朝、少し遠めの場所からラジオ体操の音楽が聞こえてきた。


俺も小学生のころは毎日近所のみんなで集まってやっていた。


まあ、中学に入ってからは当たり前だがやることはなく、ほとんどこの音楽すら聴く機会はなくなってしまっていた。


時計を見ると時刻は丁度7時ごろを指している。


家ではこんな時間に起きたら二度寝コースまっしぐらだが、さすがにお世話になっている分早く起きなければならない。


昨日の夜に、おじさんが村を案内してくれるといってくれたので手早く動きやすい服装に着替えて居間に向かう。


居間には、先に起きてきていた咲とおじさん、それにおばあちゃんが座っていた。


おばさんは台所で朝ごはんの支度をしているようだ。


軽くみんなに挨拶をしてから、昨日とおんなじ感じで咲のとなりに座る。


「おにいちゃん、珍しく早く起きたんだね」


「まあな。さすがにお邪魔させてもらってる身としては、迷惑を掛けるわけにもいかないからな」


咲と軽く話していたら、いつの間にかご飯が出来上がっていた。


いつもは朝ごはんなんて食べないので、無理に食べ過ぎないよう少なめに食べて終わった。


おばあちゃんは食べ終わってからすぐに、自分の部屋に戻ってしまった。


どうやら、このあと畑仕事があるかららしい。


「2人とも、これから村を見て回るんでしょ。楽しんできてね。じゃ、私は片付けしてくるね。

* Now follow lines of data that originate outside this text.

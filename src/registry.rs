//! Coordinators shared between measures, keyed by player name.

use std::{
    collections::{hash_map::Entry, HashMap},
    sync::{Arc, Weak},
};

use anyhow::{Context as _, Result};
use parking_lot::Mutex;

use crate::{
    backend::Backend,
    config::Config,
    coordinator::{Capabilities, Coordinator},
    lyrics::LyricsProvider,
    player::{Command, PlayerSnapshot},
};

#[cfg(test)]
mod tests;

type Table = Mutex<HashMap<String, Arc<Coordinator>>>;

/// Hands out [`Measure`]s sharing one [`Coordinator`] per player.
///
/// A coordinator is created by the first attach to its player and destroyed
/// once its last measure detaches.
pub struct Registry {
    config: Config,
    lyrics_provider: Arc<dyn LyricsProvider>,
    table: Arc<Table>,
}

impl Registry {
    #[must_use]
    pub fn new(config: Config, lyrics_provider: Arc<dyn LyricsProvider>) -> Self {
        Self {
            config,
            lyrics_provider,
            table: Arc::default(),
        }
    }

    /// Attach a measure to the coordinator of `player`. `backend` is only
    /// called when that coordinator doesn't exist yet.
    ///
    /// # Errors
    ///
    /// Returns an error if the backend of a new coordinator can't be created.
    pub fn attach<F>(&self, player: &str, backend: F) -> Result<Measure>
    where
        F: FnOnce() -> Result<Box<dyn Backend>>,
    {
        let mut table = self.table.lock();
        let coordinator = match table.entry(player.to_owned()) {
            Entry::Occupied(entry) => Arc::clone(entry.get()),
            Entry::Vacant(entry) => {
                let backend =
                    backend().with_context(|| format!("Failed to create backend for {player}"))?;
                tracing::info!(player, "Creating coordinator");
                let coordinator = Coordinator::new(
                    player.to_owned(),
                    backend,
                    &self.config,
                    Arc::clone(&self.lyrics_provider),
                );
                Arc::clone(entry.insert(Arc::new(coordinator)))
            }
        };
        let instances = coordinator.attach();
        tracing::debug!(player, instances, "Measure attached");

        Ok(Measure {
            coordinator,
            table: Arc::downgrade(&self.table),
        })
    }

    #[must_use]
    pub fn is_attached(&self, player: &str) -> bool {
        self.table.lock().contains_key(player)
    }

    /// Number of live coordinators
    #[must_use]
    pub fn len(&self) -> usize {
        self.table.lock().len()
    }

    #[must_use]
    pub fn is_empty(&self) -> bool {
        self.len() == 0
    }
}

/// One polling caller of a shared [`Coordinator`].
///
/// Dropping the measure detaches it; the last detach destroys the coordinator.
pub struct Measure {
    coordinator: Arc<Coordinator>,
    table: Weak<Table>,
}

impl Measure {
    #[must_use]
    pub fn player(&self) -> &str {
        self.coordinator.name()
    }

    pub fn register(&self, capabilities: Capabilities) {
        self.coordinator.register(capabilities);
    }

    /// See [`Coordinator::poll`].
    pub fn poll(&self) -> bool {
        self.coordinator.poll()
    }

    #[must_use]
    pub fn snapshot(&self) -> PlayerSnapshot {
        self.coordinator.snapshot()
    }

    pub fn execute(&self, command: Command) {
        self.coordinator.execute(command);
    }

    /// Detach from the coordinator, consuming the measure.
    pub fn detach(self) {
        drop(self);
    }
}

impl Drop for Measure {
    fn drop(&mut self) {
        // Held across the count so a concurrent attach can't revive a dying coordinator
        let table = self.table.upgrade();
        let mut table = table.as_ref().map(|t| t.lock());

        let remaining = self.coordinator.detach();
        tracing::debug!(player = self.coordinator.name(), remaining, "Measure detached");
        if remaining > 0 {
            return;
        }

        if let Some(table) = table.as_mut() {
            let name = self.coordinator.name();
            if table
                .get(name)
                .is_some_and(|c| Arc::ptr_eq(c, &self.coordinator))
            {
                table.remove(name);
                tracing::info!(player = name, "Last measure detached");
            }
        }
    }
}
use std::{fs::File, io, num::NonZeroUsize, path::PathBuf, sync::Mutex, time::Duration};

use anyhow::{Context as _, Result};
use clap::Parser;
use tracing_subscriber::EnvFilter;

use nowplaying::lyrics::LyricsSource;

/// Command line arguments
#[derive(Parser, Debug)]
#[command(author, version, about, long_about = None)]
pub struct Args {
    /// Player names to follow. `all` follows any MPRIS player, preferring one that is playing.
    #[clap(long, short, default_values_t = ["all".to_string()])]
    pub player: Vec<String>,
    /// Number of measures sharing the player
    #[clap(long, short, default_value = "1")]
    pub measures: NonZeroUsize,
    /// Polling interval in milliseconds
    #[clap(long, short, default_value_t = 1000)]
    pub interval_ms: u64,
    /// Directory to cache cover art in. Defaults to the platform cache directory.
    #[clap(long)]
    pub cache_dir: Option<PathBuf>,
    /// Don't resolve cover art
    #[clap(long)]
    pub no_cover: bool,
    /// Don't fetch lyrics
    #[clap(long)]
    pub no_lyrics: bool,
    /// Lyrics providers to query, in order
    #[clap(long, value_enum, default_values_t = [LyricsSource::Lrclib])]
    pub lyrics_provider: Vec<LyricsSource>,
    /// Navidrome server URL (e.g., "http://localhost:4533")
    /// --- only used if `lyrics_provider` includes `navidrome`
    #[clap(long)]
    pub navidrome_server_url: Option<String>,
    /// Navidrome username --- only used if `lyrics_provider` includes `navidrome`
    #[clap(long)]
    pub navidrome_username: Option<String>,
    /// Navidrome password --- only used if `lyrics_provider` includes `navidrome`
    #[clap(long)]
    pub navidrome_password: Option<String>,
    /// File to write the log to. If not specified, logs will be written to stderr.
    #[clap(long, short)]
    log_file: Option<PathBuf>,
}

impl Args {
    #[must_use]
    pub const fn interval(&self) -> Duration {
        Duration::from_millis(self.interval_ms)
    }

    /// Build the tracing subscriber using parameters from the command line arguments
    ///
    /// # Errors
    ///
    /// Returns an error if the log file cannot be created.
    pub fn init_tracing_subscriber(&self) -> Result<()> {
        let builder = tracing_subscriber::fmt()
            .pretty()
            .with_env_filter(EnvFilter::from_default_env());

        match self.log_file.as_ref() {
            None => builder.with_writer(io::stderr).init(),
            Some(f) => {
                let file = File::create(f)
                    .with_context(|| format!("Failed to create log file {}", f.display()))?;
                builder.with_writer(Mutex::new(file)).init();
            }
        }
        Ok(())
    }
}
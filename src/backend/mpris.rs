//! Players speaking MPRIS on the D-Bus session bus.

use std::{collections::HashMap, ops::Deref as _, path::Path, process};

use anyhow::{anyhow, bail, Context as _, Result};
use futures::future::LocalBoxFuture;
use tokio::runtime::Runtime;
use zbus::{
    names::OwnedBusName,
    proxy::CacheProperties,
    zvariant::{ObjectPath, OwnedObjectPath, OwnedValue},
    Connection,
};

use super::Backend;
use crate::{
    dbus::{player_buses, MediaPlayer2Proxy, PlayerProxy},
    player::{PlaybackStatus, PlayerReport},
    utils::{audio_url_to_path, value_to_f64, value_to_i64, value_to_string},
};

const MICROS_PER_SEC: i64 = 1_000_000;

/// The player currently followed on the bus
struct Connected {
    bus: OwnedBusName,
    player: PlayerProxy<'static>,
    /// Needed by `SetPosition` to refer to the current track
    track_id: Option<OwnedObjectPath>,
}

/// Backend driving an MPRIS player.
///
/// The adapter owns a single-threaded runtime and blocks on it for every
/// call, so it can be driven from the host's synchronous polling thread.
pub struct MprisBackend {
    runtime: Runtime,
    conn: Connection,
    allowed: Vec<String>,
    connected: Option<Connected>,
}

impl MprisBackend {
    /// Connect to the session bus. `allowed` selects players as in
    /// [`crate::dbus::matches_players`].
    ///
    /// # Errors
    ///
    /// Returns an error if the runtime can't be built or the session bus is unreachable.
    pub fn connect(allowed: Vec<String>) -> Result<Self> {
        let runtime = tokio::runtime::Builder::new_current_thread()
            .enable_all()
            .build()
            .context("Failed to create D-Bus runtime")?;
        let conn = runtime
            .block_on(Connection::session())
            .context("Failed to connect to the session bus")?;
        Ok(Self {
            runtime,
            conn,
            allowed,
            connected: None,
        })
    }

    /// Follow the first allowed player, preferring one that is playing.
    async fn discover(conn: &Connection, allowed: &[String]) -> Result<Connected> {
        let mut fallback = None;
        for bus in player_buses(conn, allowed).await? {
            let player = PlayerProxy::builder(conn)
                .destination(bus.clone())?
                .cache_properties(CacheProperties::No)
                .build()
                .await?;
            let status = player
                .playback_status()
                .await
                .inspect_err(|e| tracing::debug!(%bus, ?e, "Failed to get playback status"))
                .ok()
                .and_then(|s| s.parse::<PlaybackStatus>().ok());
            let connected = Connected {
                bus,
                player,
                track_id: None,
            };
            if status == Some(PlaybackStatus::Playing) {
                return Ok(connected);
            }
            fallback.get_or_insert(connected);
        }
        fallback.ok_or_else(|| anyhow!("No MPRIS player found"))
    }

    fn connected(&mut self) -> Result<&mut Connected> {
        if self.connected.is_none() {
            let found = self
                .runtime
                .block_on(Self::discover(&self.conn, &self.allowed))?;
            tracing::info!(bus = %found.bus, "Following MPRIS player");
            self.connected = Some(found);
        }
        self.connected
            .as_mut()
            .ok_or_else(|| anyhow!("No MPRIS player found"))
    }

    /// Run a call against the followed player.
    fn call<T, F>(&mut self, name: &str, call: F) -> Result<T>
    where
        F: for<'a> FnOnce(&'a PlayerProxy<'static>) -> LocalBoxFuture<'a, zbus::Result<T>>,
    {
        let connected = self.connected()?;
        let player = connected.player.clone();
        let result = self.runtime.block_on(call(&player));
        result.with_context(|| format!("MPRIS {name} failed"))
    }
}

async fn read_report(player: &PlayerProxy<'_>) -> Result<(PlayerReport, Option<OwnedObjectPath>)> {
    let status = player
        .playback_status()
        .await
        .context("Failed to get player playback status")?
        .parse()?;
    let metadata = player
        .metadata()
        .await
        .inspect_err(|e| tracing::warn!(?e, "Failed to get player metadata"))
        .unwrap_or_default();
    let position = player
        .position()
        .await
        .inspect_err(|e| tracing::debug!(?e, "Failed to get player position"))
        .unwrap_or_default();
    let volume = player
        .volume()
        .await
        .inspect_err(|e| tracing::debug!(?e, "Failed to get player volume"))
        .unwrap_or_default();

    let track_id = metadata
        .get("mpris:trackid")
        .map(|v| v.deref())
        .and_then(value_to_string)
        .and_then(|s| OwnedObjectPath::try_from(s).ok());
    Ok((report_from(status, &metadata, position, volume), track_id))
}

fn report_from(
    status: PlaybackStatus,
    metadata: &HashMap<String, OwnedValue>,
    position: i64,
    volume: f64,
) -> PlayerReport {
    let text = |key: &str| {
        metadata
            .get(key)
            .map(|v| v.deref())
            .and_then(value_to_string)
            .unwrap_or_default()
    };
    let seconds = |micros: i64| u32::try_from(micros.max(0) / MICROS_PER_SEC).unwrap_or(u32::MAX);

    let duration = metadata
        .get("mpris:length")
        .map(|v| v.deref())
        .and_then(value_to_i64)
        .map_or(0, seconds);
    let rating = metadata
        .get("xesam:userRating")
        .map(|v| v.deref())
        .and_then(value_to_f64)
        .map_or(0, |r| (r.clamp(0.0, 1.0) * 5.0).round() as u8);
    let file_path = metadata
        .get("xesam:url")
        .map(|v| v.deref())
        .and_then(value_to_string)
        .and_then(|url| {
            audio_url_to_path(&url)
                .inspect_err(|e| tracing::trace!(%e, "Track is not a local file"))
                .ok()
        })
        .unwrap_or_default();

    PlayerReport {
        status,
        duration,
        position: seconds(position),
        rating,
        volume: (volume.clamp(0.0, 1.0) * 100.0).round() as u8,
        artist: text("xesam:artist"),
        album: text("xesam:album"),
        title: text("xesam:title"),
        file_path,
    }
}

impl Backend for MprisBackend {
    fn refresh(&mut self) -> Result<PlayerReport> {
        let connected = self.connected()?;
        let player = connected.player.clone();
        match self.runtime.block_on(read_report(&player)) {
            Ok((report, track_id)) => {
                if let Some(connected) = self.connected.as_mut() {
                    connected.track_id = track_id;
                }
                Ok(report)
            }
            Err(e) => {
                // Rediscover on the next refresh, the player may have quit
                self.connected = None;
                Err(e)
            }
        }
    }

    fn play(&mut self) -> Result<()> {
        self.call("Play", |p| Box::pin(p.play()))
    }

    fn pause(&mut self) -> Result<()> {
        self.call("Pause", |p| Box::pin(p.pause()))
    }

    fn stop(&mut self) -> Result<()> {
        self.call("Stop", |p| Box::pin(p.stop()))
    }

    fn next(&mut self) -> Result<()> {
        self.call("Next", |p| Box::pin(p.next()))
    }

    fn previous(&mut self) -> Result<()> {
        self.call("Previous", |p| Box::pin(p.previous()))
    }

    fn set_position(&mut self, position: u32) -> Result<()> {
        let track_id = self
            .connected()?
            .track_id
            .clone()
            .ok_or_else(|| anyhow!("Current track has no MPRIS track id"))?;
        let micros = i64::from(position) * MICROS_PER_SEC;
        self.call("SetPosition", move |p| {
            Box::pin(async move {
                let path: &ObjectPath<'_> = &track_id;
                p.set_position(path, micros).await
            })
        })
    }

    fn set_rating(&mut self, _rating: u8) -> Result<()> {
        bail!("MPRIS has no rating control")
    }

    fn set_volume(&mut self, volume: u8) -> Result<()> {
        let volume = f64::from(volume.min(100)) / 100.0;
        self.call("Volume", move |p| Box::pin(p.set_volume(volume)))
    }

    fn open_player(&mut self, path: Option<&Path>) -> Result<()> {
        let path = path.ok_or_else(|| anyhow!("No player executable given"))?;
        process::Command::new(path)
            .spawn()
            .with_context(|| format!("Failed to launch {}", path.display()))?;
        // Follow whichever player shows up next
        self.connected = None;
        Ok(())
    }

    fn close_player(&mut self) -> Result<()> {
        let bus = self.connected()?.bus.clone();
        let conn = self.conn.clone();
        self.runtime
            .block_on(async move {
                MediaPlayer2Proxy::builder(&conn)
                    .destination(bus)?
                    .cache_properties(CacheProperties::No)
                    .build()
                    .await?
                    .quit()
                    .await
            })
            .context("MPRIS Quit failed")?;
        self.connected = None;
        Ok(())
    }
}

#[cfg(test)]
mod tests {
    use std::path::PathBuf;

    use zbus::zvariant::Value;

    use super::*;

    fn owned(v: Value<'_>) -> OwnedValue {
        OwnedValue::try_from(v).unwrap()
    }

    #[test]
    fn report_from_metadata() {
        let metadata = HashMap::from([
            ("xesam:artist".to_owned(), owned(Value::from(vec!["AC/DC"]))),
            ("xesam:title".to_owned(), owned(Value::from("T.N.T"))),
            ("xesam:album".to_owned(), owned(Value::from("High Voltage"))),
            ("mpris:length".to_owned(), owned(Value::from(215_000_000_i64))),
            ("xesam:userRating".to_owned(), owned(Value::from(0.8_f64))),
            (
                "xesam:url".to_owned(),
                owned(Value::from("file:///music/AC%2FDC/03%20T.N.T.flac")),
            ),
        ]);

        let report = report_from(PlaybackStatus::Playing, &metadata, 61_500_000, 0.46);
        assert_eq!(
            report,
            PlayerReport {
                status: PlaybackStatus::Playing,
                duration: 215,
                position: 61,
                rating: 4,
                volume: 46,
                artist: "AC/DC".to_owned(),
                album: "High Voltage".to_owned(),
                title: "T.N.T".to_owned(),
                file_path: PathBuf::from("/music/AC/DC/03 T.N.T.flac"),
            }
        );
    }

    #[test]
    fn report_from_sparse_metadata() {
        let metadata = HashMap::from([(
            "xesam:url".to_owned(),
            owned(Value::from("https://radio.example/stream")),
        )]);
        let report = report_from(PlaybackStatus::Paused, &metadata, -5, 2.0);
        assert_eq!(report.status, PlaybackStatus::Paused);
        assert_eq!(report.position, 0);
        assert_eq!(report.volume, 100);
        assert!(report.title.is_empty());
        assert!(report.file_path.as_os_str().is_empty());
    }
}
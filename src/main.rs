// main.rs - Interactive shell for the Ember VM

use ember::host::{install_timing, SystemClock};
use ember::io::{BufferIos, Ios};
use ember::outer::InterpretError;
use ember::task::Task;
use ember::vm::{AppBuilder, Vm};
use rustyline::error::ReadlineError;
use rustyline::{DefaultEditor, Result};
use std::cell::RefCell;
use std::env;
use std::fs;
use std::io::Write;
use std::rc::Rc;

fn main() -> Result<()> {
    println!("Ember Forth v0.3.0");
    println!("Type words for a word list, bye to exit");
    println!();

    let mut app = AppBuilder::new();
    install_timing(&mut app, SystemClock::new());
    let mut vm = Vm::with_app(app);

    let ios = BufferIos::shared();
    let mut task = Task::new(ios.clone());

    // Load files from command line arguments
    for path in env::args().skip(1) {
        match fs::read_to_string(&path) {
            Ok(source) => {
                ios.borrow_mut().feed(&source);
                drain(&mut vm, &mut task, &ios);
                println!("Loaded: {}", path);
            }
            Err(e) => eprintln!("Error loading {}: {}", path, e),
        }
    }

    let mut rl = DefaultEditor::new()?;
    let history_file = dirs::home_dir().map(|mut p| {
        p.push(".ember_history");
        p
    });
    if let Some(ref path) = history_file {
        let _ = rl.load_history(path);
    }

    loop {
        let prompt = if vm.is_compiling() { "... " } else { "" };
        match rl.readline(prompt) {
            Ok(line) => {
                let input = line.trim();
                if input.is_empty() {
                    continue;
                }
                let _ = rl.add_history_entry(input);
                if input == "bye" {
                    println!();
                    break;
                }
                ios.borrow_mut().feed(input);
                ios.borrow_mut().feed("\n");
                drain(&mut vm, &mut task, &ios);
            }
            Err(ReadlineError::Interrupted) => {
                println!("^C");
                continue;
            }
            Err(ReadlineError::Eof) => {
                println!();
                break;
            }
            Err(err) => {
                eprintln!("Error: {:?}", err);
                break;
            }
        }
    }

    if let Some(ref path) = history_file {
        let _ = rl.save_history(path);
    }

    Ok(())
}

/// Run the interpreter until the buffered input is consumed, echoing
/// whatever the program printed. On an error the rest of the line is
/// discarded and any open definition dropped.
fn drain(vm: &mut Vm, task: &mut Task, ios: &Rc<RefCell<BufferIos>>) {
    loop {
        match vm.interpret(task) {
            Ok(true) => {}
            Ok(false) => break,
            Err(e) => {
                flush_output(ios);
                if !matches!(e, InterpretError::Unknown(_)) {
                    println!("{}", e);
                }
                vm.abort_compile();
                skip_line(ios);
            }
        }
    }
    flush_output(ios);
}

fn flush_output(ios: &Rc<RefCell<BufferIos>>) {
    let output = ios.borrow_mut().take_output();
    print!("{}", output);
    std::io::stdout().flush().ok();
}

fn skip_line(ios: &Rc<RefCell<BufferIos>>) {
    loop {
        match ios.borrow_mut().read() {
            None | Some(b'\n') => break,
            Some(_) => {}
        }
    }
}
use ember::host::{install_pins, install_timing, Clock, SimPins};
use ember::io::BufferIos;
use ember::memory::Cell;
use ember::task::Task;
use ember::vm::{AppBuilder, Exit, Vm};
use std::cell::Cell as HostCell;
use std::rc::Rc;

struct FakeClock {
    ticks: Rc<HostCell<Cell>>,
}

impl Clock for FakeClock {
    fn millis(&mut self) -> Cell {
        self.ticks.get()
    }

    fn micros(&mut self) -> Cell {
        self.ticks.get()
    }
}

#[test]
fn test_two_tasks_round_robin() {
    let mut vm = Vm::new();

    // Compile the shared word through task a's stream; the dictionary is
    // process-wide.
    let ios_a = BufferIos::shared();
    let ios_b = BufferIos::shared();
    let mut a = Task::new(ios_a.clone());
    let mut b = Task::new(ios_b.clone());
    a.id = 1;
    b.id = 2;
    ios_a.borrow_mut().feed(": loop10 10 0 do yield loop ;");
    while vm.interpret(&mut a).unwrap() {}

    let token = vm.lookup("loop10");
    assert!(token >= 0);

    // Each task yields once per iteration, ten times, then halts.
    assert_eq!(vm.execute(token, &mut a), Exit::Yield);
    assert_eq!(vm.execute(token, &mut b), Exit::Yield);
    for _ in 0..9 {
        assert_eq!(vm.resume(&mut a), Exit::Yield);
        assert_eq!(vm.resume(&mut b), Exit::Yield);
    }
    assert_eq!(vm.resume(&mut a), Exit::Halt);
    assert_eq!(vm.resume(&mut b), Exit::Halt);

    // Halts are sticky.
    assert_eq!(vm.resume(&mut a), Exit::Halt);
    assert_eq!(vm.resume(&mut b), Exit::Halt);
    assert!(a.stack.is_empty());
    assert!(b.stack.is_empty());
}

#[test]
fn test_yielded_task_state_is_preserved() {
    let mut vm = Vm::new();
    let ios = BufferIos::shared();
    let mut task = Task::new(ios.clone());
    ios.borrow_mut().feed(": gen 3 0 do i yield loop ;");
    while vm.interpret(&mut task).unwrap() {}

    let token = vm.lookup("gen");
    assert_eq!(vm.execute(token, &mut task), Exit::Yield);
    let ip = task.ip;
    let rdepth = task.rstack.depth();
    assert_eq!(task.tos(), Some(0));

    // Resuming without touching the task picks up exactly where it left.
    assert_eq!(vm.resume(&mut task), Exit::Yield);
    assert_eq!(task.ip, ip);
    assert_eq!(task.rstack.depth(), rdepth);
    assert_eq!(task.tos(), Some(1));
}

#[test]
fn test_key_blocks_cooperatively() {
    let mut vm = Vm::new();
    let ios = BufferIos::shared();
    let mut task = Task::new(ios.clone());

    // No input: key yields instead of blocking the host.
    let token = vm.lookup("key");
    assert_eq!(vm.execute(token, &mut task), Exit::Yield);
    assert_eq!(vm.resume(&mut task), Exit::Yield);

    // Input arrives: the yield loop completes with the byte on the stack.
    ios.borrow_mut().feed("A");
    assert_eq!(vm.resume(&mut task), Exit::Halt);
    assert_eq!(task.tos(), Some(65));
}

#[test]
fn test_qkey_is_non_blocking() {
    let mut vm = Vm::new();
    let ios = BufferIos::shared();
    let mut task = Task::new(ios.clone());

    let token = vm.lookup("?key");
    assert_eq!(vm.execute(token, &mut task), Exit::Halt);
    assert_eq!(task.tos(), Some(0));
    task.pop().unwrap();

    ios.borrow_mut().feed("Z");
    assert_eq!(vm.execute(token, &mut task), Exit::Halt);
    let flag = task.pop().unwrap();
    let byte = task.pop().unwrap();
    assert_eq!(flag, -1);
    assert_eq!(byte, b'Z' as Cell);
}

#[test]
fn test_delay_yields_until_elapsed() {
    let ticks = Rc::new(HostCell::new(0));
    let mut app = AppBuilder::new();
    install_timing(
        &mut app,
        FakeClock {
            ticks: ticks.clone(),
        },
    );
    let mut vm = Vm::with_app(app);
    let ios = BufferIos::shared();
    let mut task = Task::new(ios);

    task.push(5).unwrap();
    let token = vm.lookup("delay");
    assert_eq!(vm.execute(token, &mut task), Exit::Yield);
    ticks.set(3);
    assert_eq!(vm.resume(&mut task), Exit::Yield);
    ticks.set(5);
    assert_eq!(vm.resume(&mut task), Exit::Halt);
    assert!(task.stack.is_empty());
}

#[test]
fn test_millis_reads_clock() {
    let ticks = Rc::new(HostCell::new(123));
    let mut app = AppBuilder::new();
    install_timing(&mut app, FakeClock { ticks });
    let mut vm = Vm::with_app(app);
    let ios = BufferIos::shared();
    let mut task = Task::new(ios);

    let token = vm.lookup("millis");
    assert_eq!(vm.execute(token, &mut task), Exit::Halt);
    assert_eq!(task.tos(), Some(123));
}

#[test]
fn test_pin_words() {
    let mut app = AppBuilder::new();
    install_pins(&mut app, SimPins::new());
    let mut vm = Vm::with_app(app);
    let ios = BufferIos::shared();
    ios.borrow_mut()
        .feed("1 13 digitalwrite 13 digitalread . 13 digitaltoggle 13 digitalread .");
    let mut task = Task::new(ios.clone());
    while vm.interpret(&mut task).unwrap() {}
    assert_eq!(ios.borrow().output(), "1 0 ");
}

#[test]
fn test_analog_pin_words() {
    let mut app = AppBuilder::new();
    install_pins(&mut app, SimPins::new());
    let mut vm = Vm::with_app(app);
    let ios = BufferIos::shared();
    ios.borrow_mut().feed("200 3 analogwrite 3 analogread .");
    let mut task = Task::new(ios.clone());
    while vm.interpret(&mut task).unwrap() {}
    assert_eq!(ios.borrow().output(), "200 ");
}

#[test]
fn test_tasks_own_their_stacks() {
    let mut vm = Vm::new();
    let ios_a = BufferIos::shared();
    let ios_b = BufferIos::shared();
    let mut a = Task::new(ios_a.clone());
    let mut b = Task::new(ios_b.clone());

    ios_a.borrow_mut().feed("1 2 3");
    while vm.interpret(&mut a).unwrap() {}
    ios_b.borrow_mut().feed("9");
    while vm.interpret(&mut b).unwrap() {}

    let sa: Vec<Cell> = a.stack.iter().copied().collect();
    let sb: Vec<Cell> = b.stack.iter().copied().collect();
    assert_eq!(sa, vec![1, 2, 3]);
    assert_eq!(sb, vec![9]);
}

#[test]
fn test_tasks_share_the_dictionary() {
    let mut vm = Vm::new();
    let ios_a = BufferIos::shared();
    let ios_b = BufferIos::shared();
    let mut a = Task::new(ios_a.clone());
    let mut b = Task::new(ios_b.clone());

    ios_a.borrow_mut().feed(": double 2 * ;");
    while vm.interpret(&mut a).unwrap() {}
    ios_b.borrow_mut().feed("21 double .");
    while vm.interpret(&mut b).unwrap() {}
    assert_eq!(ios_b.borrow().output(), "42 ");
}

#[test]
fn test_per_task_base() {
    let mut vm = Vm::new();
    let ios_a = BufferIos::shared();
    let ios_b = BufferIos::shared();
    let mut a = Task::new(ios_a.clone());
    let mut b = Task::new(ios_b.clone());

    ios_a.borrow_mut().feed("hex 255");
    let result = loop {
        match vm.interpret(&mut a) {
            Ok(true) => {}
            other => break other,
        }
    };
    result.unwrap();
    ios_b.borrow_mut().feed("255 .");
    while vm.interpret(&mut b).unwrap() {}

    // Task a parsed 255 as hex, task b still speaks decimal.
    assert_eq!(a.tos(), Some(0x255));
    assert_eq!(ios_b.borrow().output(), "255 ");
}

おばさんは、そのままお皿をお盆に乗せまた台所に戻った。


「よし、じゃあとりあえず2人ともトラックに乗ってくれ」


おじさんに言われて、昨日と同じく座る。


トラックは、舗装はされているが少し急な山道に入っていく。


「そういえば、朝ラジオ体操の音楽が聞こえてきましたけど、ここって小さい子とかっているんですか?」


「ああ、いるよ。一応小さいけど分校もあるし」


「へえ~」


てっきり、お年寄りが多いよく言う限界集落みたいなものかと思っていた。


「ただ、年寄りが多いのは確かだから、言ってしまえば限界集落だよ、ここは」


あ、限界集落なんだ。


その後も山を登り続けること数分、到着したのは山の一番上の開けた土地に立っている少し豪勢な家だ。


「あの~ここってどこなんですか?」


トラックを降りると咲がこう聞いた。


「ここは、この村の村長の家だよ」


どうやら、知らず知らずにお偉いさんの家についていたらしい。


「ごめんくだ~い。村長いるか~い」


玄関まで行くと、おじさんが大きな声で村長を呼ぶ。


「そんな大きな声をださんくても、聞こえておるわい!」


すると、元気な声が返ってきて扉が開く。


そこには、まさしく村長っぽいおじいさんが立っていた。


「まったく、朝から人ん家の玄関で叫びおって。ところで、そのふたりのはどうしたんだ?」


「ああ、昨日からうちに来ている親戚だよ。1ヵ月ここに居るから村の案内ってことで」


「ほう。よろしくな、2人とも。わしはここの村長を勤めているものだ。きらくに村長と呼んで構わないぞ」


「「そ、村長さん。よろしくお願いします」」


見た目は物凄く優しそうだが、怒らすと怖そうなのでここは静かにしておこう。


「この様子じゃと、あの子に案内させるためにここに最初に来たのじゃな」


「その通り。ってことで、『花陽(はなよ)』ちゃ~ん。今ちょっと良いかい?)


「はい、大丈夫ですけど」


おじさんが呼ぶと、すぐに玄関に白いワンピース姿のロングヘアーの女の子がやってきた。。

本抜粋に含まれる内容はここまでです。